Algorithm

An algorithm refers to a set of instructions used in problem-solving. It can be a simple procedure for finding the sum of two numbers, or it can be a complex operation for compressing video files. 

In computer programming, an algorithm tells computers what to do. It is written in a programming language that computers can understand and follow. Often, these algorithms are written as functions, which large programs use for reference. For instance, a photo editing program contains various instructions for processing image data. These algorithms enable the program to resize, blur, or sharpen photos.

Algorithms aren’t new. After all, they are just mathematical instructions. In 1952, Alan Turing, who is celebrated as the father of modern computing, published algorithms to discover patterns in nature.


Why Do We Need Algorithms?

Algorithms are everywhere, enhancing various areas of human lives. These instructions power your gadgets, enabling devices to recognize your face, respond to voice commands, or sort files. They also power apps and social media networks. Take Facebook, for example—it uses a complex algorithm to determine the content you would see in your News Feed every day. 

However, it’s not just Facebook that uses algorithms. Other tech giants, like Google, Netflix, TikTok, and Amazon, also use these to personalize your experience. Algorithms can make everyday tasks faster and simpler to perform. They can also make it easier for you to sort through large data sets to find crucial information quickly. 

Here are a few real-world applications of algorithms:

  • Self-driving cars
  • Search engines
  • Automation software
  • Social media
  • Video compression

How Do Computer Algorithms Work?

Not all step-by-step procedures can be called algorithms.

Algorithms function using input and output values. They gather input, then apply these values at each step to generate a specific output. A search engine, for instance, may use search queries as input values. They scour their database for relevant information. Then, it delivers output values as search results.

A good algorithm must contain the following characteristics:

  • Precise

For a computer to understand the algorithm, it must be highly detailed. This is why programming can be very time-consuming and costly.

In traditional programming, algorithms must have specific and unambiguous instructions. The programmer must specify the steps for turning inputs into outputs. Every step must lead to a definite result. 

However, there are a few exceptions. When it comes to machine learning, which uses some of the most complex algorithms, the computer discovers its own algorithms. The programmer initially feeds it with raw data. Then, it’s up to the program to discover how to move from point A to point B.

  • Input

A sound algorithm must contain 0 or more well-defined input values. 

  • Output

Every algorithm produces at least one well-defined output, which matches the desired results.

  • Finite

An algorithm contains a finite number of instructions. After all the steps are executed, it will stop. It may stop when an expected output has been achieved or when no other solution is possible.

  • Feasible

A good algorithm must be able to perform tasks using available resources without errors. It should eliminate unnecessary or redundant steps that could make the process fail.

  • Efficient

An algorithm shouldn’t take up too much space or time. Most of the time, however, there is a tradeoff between space and time.

  • Independent

The step-by-step instructions of algorithms aren’t dependent on any programming code.

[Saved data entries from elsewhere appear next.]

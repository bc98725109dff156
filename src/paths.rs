//! Facilities for working with locations within schemas or validated instances.
use crate::error::SchemaError;
use percent_encoding::percent_decode_str;
use serde_json::Value;
use std::{fmt, fmt::Write};

/// A location inside a document: the document identifier plus decoded path segments.
///
/// Pointers are immutable, every transformation returns a new one.
/// ```rust
/// use jsonschema_check::JsonPointer;
///
/// let pointer = JsonPointer::parse("file.json#/definitions/a~1b").unwrap();
/// assert_eq!(pointer.filename(), "file.json");
/// assert_eq!(pointer.segments(), ["definitions", "a/b"]);
/// assert_eq!(pointer.to_string(), "file.json#/definitions/a~1b");
/// ```
#[derive(Clone, Debug, Default, Eq, PartialEq)]
pub struct JsonPointer {
    filename: String,
    segments: Vec<String>,
    from_default: bool,
}

impl JsonPointer {
    /// Pointer into `filename` with already decoded `segments`.
    #[must_use]
    pub fn new(filename: impl Into<String>, segments: Vec<String>) -> JsonPointer {
        JsonPointer {
            filename: filename.into(),
            segments,
            from_default: false,
        }
    }

    /// Parse a raw reference such as `other.json#/definitions/item`.
    ///
    /// Everything before the first `#` is the document identifier, the remainder is a
    /// `/`-delimited list of escaped segments.
    ///
    /// # Errors
    ///
    /// `InvalidReference` if the fragment is not valid percent-encoded UTF-8.
    pub fn parse(reference: &str) -> Result<JsonPointer, SchemaError> {
        let (filename, fragment) = match reference.split_once('#') {
            Some((filename, fragment)) => (filename, fragment),
            None => (reference, ""),
        };
        let segments = fragment
            .strip_prefix('/')
            .map(|path| {
                path.split('/')
                    .map(|segment| decode_segment(segment, reference))
                    .collect::<Result<Vec<_>, _>>()
            })
            .transpose()?
            .unwrap_or_default();
        Ok(JsonPointer::new(filename, segments))
    }

    /// Parse a reference that has to be a JSON string.
    ///
    /// # Errors
    ///
    /// `InvalidReference` if `reference` is not a string.
    pub fn from_value(reference: &Value) -> Result<JsonPointer, SchemaError> {
        match reference {
            Value::String(reference) => JsonPointer::parse(reference),
            other => Err(SchemaError::InvalidReference {
                reference: other.to_string(),
            }),
        }
    }

    /// Document identifier, empty for same-document pointers.
    #[must_use]
    pub fn filename(&self) -> &str {
        &self.filename
    }

    /// Decoded path segments.
    #[must_use]
    pub fn segments(&self) -> &[String] {
        &self.segments
    }

    /// Whether the value at this location was filled in from a schema `default`.
    #[must_use]
    pub fn from_default(&self) -> bool {
        self.from_default
    }

    /// The same document with a different path.
    #[must_use]
    pub fn with_property_paths(&self, segments: Vec<String>) -> JsonPointer {
        JsonPointer {
            filename: self.filename.clone(),
            segments,
            from_default: self.from_default,
        }
    }

    pub(crate) fn with_from_default(mut self, from_default: bool) -> JsonPointer {
        self.from_default = from_default;
        self
    }

    /// Dotted rendering, e.g. `items[2].name`.
    #[must_use]
    pub fn property_path(&self) -> String {
        let mut output = String::new();
        for segment in &self.segments {
            if !segment.is_empty() && segment.bytes().all(|byte| byte.is_ascii_digit()) {
                output.push('[');
                output.push_str(segment);
                output.push(']');
            } else {
                output.push('.');
                output.push_str(segment);
            }
        }
        output.trim_start_matches('.').to_string()
    }

    /// Encoded segments, as they appear in the rendered pointer.
    #[must_use]
    pub fn encoded_segments(&self) -> Vec<String> {
        self.segments
            .iter()
            .map(|segment| encode_segment(segment))
            .collect()
    }
}

impl fmt::Display for JsonPointer {
    fn fmt(&self, f: &mut fmt::Formatter<'_>) -> fmt::Result {
        f.write_str(&self.filename)?;
        f.write_char('#')?;
        let mut rendered = String::new();
        for segment in &self.segments {
            rendered.push('/');
            rendered.push_str(&encode_segment(segment));
        }
        // A trailing empty segment is not rendered
        f.write_str(rendered.strip_suffix('/').unwrap_or(&rendered))
    }
}

/// Escape a single segment: `~` as `~0`, `/` as `~1`, `%` as `%25`.
pub(crate) fn encode_segment(segment: &str) -> String {
    let mut output = String::with_capacity(segment.len());
    for ch in segment.chars() {
        match ch {
            '~' => output.push_str("~0"),
            '/' => output.push_str("~1"),
            '%' => output.push_str("%25"),
            _ => output.push(ch),
        }
    }
    output
}

/// Reverse of `encode_segment`. Percent escapes are decoded first, then `~1` and `~0`.
pub(crate) fn decode_segment(segment: &str, reference: &str) -> Result<String, SchemaError> {
    let decoded = percent_decode_str(segment)
        .decode_utf8()
        .map_err(|_| SchemaError::InvalidReference {
            reference: reference.to_string(),
        })?;
    let mut output = String::with_capacity(decoded.len());
    let mut chars = decoded.chars();
    while let Some(ch) = chars.next() {
        if ch == '~' {
            match chars.next() {
                Some('0') => output.push('~'),
                Some('1') => output.push('/'),
                Some(other) => {
                    output.push('~');
                    output.push(other);
                }
                None => output.push('~'),
            }
        } else {
            output.push(ch);
        }
    }
    Ok(output)
}

#[derive(Clone, Debug, Eq, PartialEq)]
pub(crate) enum PathChunk {
    Property(String),
    Index(usize),
}

/// Location of the value under check, kept as a stack-allocated linked list while
/// recursing and only materialized when an error is recorded.
#[derive(Debug)]
pub(crate) struct InstancePath<'a> {
    pub(crate) chunk: Option<PathChunk>,
    pub(crate) parent: Option<&'a InstancePath<'a>>,
    pub(crate) from_default: bool,
}

impl<'a> InstancePath<'a> {
    pub(crate) const fn new() -> Self {
        InstancePath {
            chunk: None,
            parent: None,
            from_default: false,
        }
    }

    pub(crate) fn push(&'a self, chunk: impl Into<PathChunk>) -> Self {
        InstancePath {
            chunk: Some(chunk.into()),
            parent: Some(self),
            from_default: self.from_default,
        }
    }

    /// The same location, flagged as filled in from a schema `default`.
    pub(crate) fn as_default(&self) -> InstancePath<'a> {
        InstancePath {
            chunk: self.chunk.clone(),
            parent: self.parent,
            from_default: true,
        }
    }

    /// Name of the last chunk, empty at the root.
    pub(crate) fn last_name(&self) -> String {
        match &self.chunk {
            Some(PathChunk::Property(name)) => name.clone(),
            Some(PathChunk::Index(idx)) => idx.to_string(),
            None => String::new(),
        }
    }

    pub(crate) fn to_vec(&'a self) -> Vec<String> {
        let mut result = Vec::with_capacity(6);
        let mut current = Some(self);
        while let Some(node) = current {
            match &node.chunk {
                Some(PathChunk::Property(name)) => result.push(name.clone()),
                Some(PathChunk::Index(idx)) => result.push(idx.to_string()),
                None => {}
            }
            current = node.parent;
        }
        result.reverse();
        result
    }
}

impl From<String> for PathChunk {
    #[inline]
    fn from(value: String) -> Self {
        PathChunk::Property(value)
    }
}
impl From<&str> for PathChunk {
    #[inline]
    fn from(value: &str) -> Self {
        PathChunk::Property(value.to_string())
    }
}
impl From<usize> for PathChunk {
    #[inline]
    fn from(value: usize) -> Self {
        PathChunk::Index(value)
    }
}

impl<'a> From<&'a InstancePath<'a>> for JsonPointer {
    #[inline]
    fn from(path: &'a InstancePath<'a>) -> Self {
        JsonPointer::new("", path.to_vec()).with_from_default(path.from_default)
    }
}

That means you should be able to understand the algorithms even without programming knowledge. It also means that you can run the algorithms on any programming language.  


Types of Algorithms

Algorithms can have different types of control structures. You can classify them into three categories based on these structures.

  • Sequence

As its name suggests, this type of algorithm uses a sequence of steps that lead to a desired output. Each step is designed to be performed one after the other.

  • Branching

The “if-then” problems represent the branch control structure. If, say, an algorithm is true, it will lead to output A. If it is false, its output will be B. This structure is also dubbed the selection type.

  • Loop

The loop structure allows repetition under specific conditions. It entails terms like “for” and “while.” Even though the process can be repeated, it will eventually end after a number of loops. This structure is often called the repetition type.